**Goal of the exercise**
Identify each line in the records below that contains the word "system", and copy it.

**Exercise data**
//! Hosted AI provider.
//!
//! The pipeline talks to [`AiProvider`]; [`OpenAiClient`] implements it over
//! the OpenAI HTTP API. Tests substitute a scripted fake.

mod openai;
mod persona;

use async_trait::async_trait;
use serde::Serialize;

pub use openai::OpenAiClient;
pub use persona::Persona;

use crate::database::{HistoryMessage, Role};
use crate::error::ProviderError;

/// One message of a chat completion request.
#[derive(Debug, Clone, PartialEq, Eq, Serialize)]
pub struct ChatMessage {
    pub role: &'static str,
    pub content: String,
}

impl ChatMessage {
    pub fn system(content: impl Into<String>) -> Self {
        Self {
            role: "system",
            content: content.into(),
        }
    }

    pub fn user(content: impl Into<String>) -> Self {
        Self {
            role: Role::User.as_str(),
            content: content.into(),
        }
    }

    pub fn assistant(content: impl Into<String>) -> Self {
        Self {
            role: Role::Assistant.as_str(),
            content: content.into(),
        }
    }
}

impl From<&HistoryMessage> for ChatMessage {
    fn from(message: &HistoryMessage) -> Self {
        Self {
            role: message.role.as_str(),
            content: message.content.clone(),
        }
    }
}

/// Operations the bot needs from a model provider.
///
/// Implementations bound every call with a timeout and never retry.
#[async_trait]
pub trait AiProvider: Send + Sync {
    /// Chat completion over `messages` with the persona's system prompt.
    async fn complete(&self, messages: &[ChatMessage], persona: Persona) -> Result<String, ProviderError>;

    /// Answer `question` about a JPEG image.
    async fn describe_image(&self, image: &[u8], question: &str, persona: Persona) -> Result<String, ProviderError>;

    /// Speech to text for an OGG voice note.
    async fn transcribe(&self, audio: Vec<u8>) -> Result<String, ProviderError>;

    /// Text to speech, returning MP3 bytes.
    async fn synthesize(&self, text: &str, voice: &str) -> Result<Vec<u8>, ProviderError>;

    /// Generate an image and return its URL.
    async fn generate_image(&self, prompt: &str) -> Result<String, ProviderError>;
}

**Finished exercise**
    pub fn system(content: impl Into<String>) -> Self {
            role: "system",
    /// Chat completion over `messages` with the persona's system prompt.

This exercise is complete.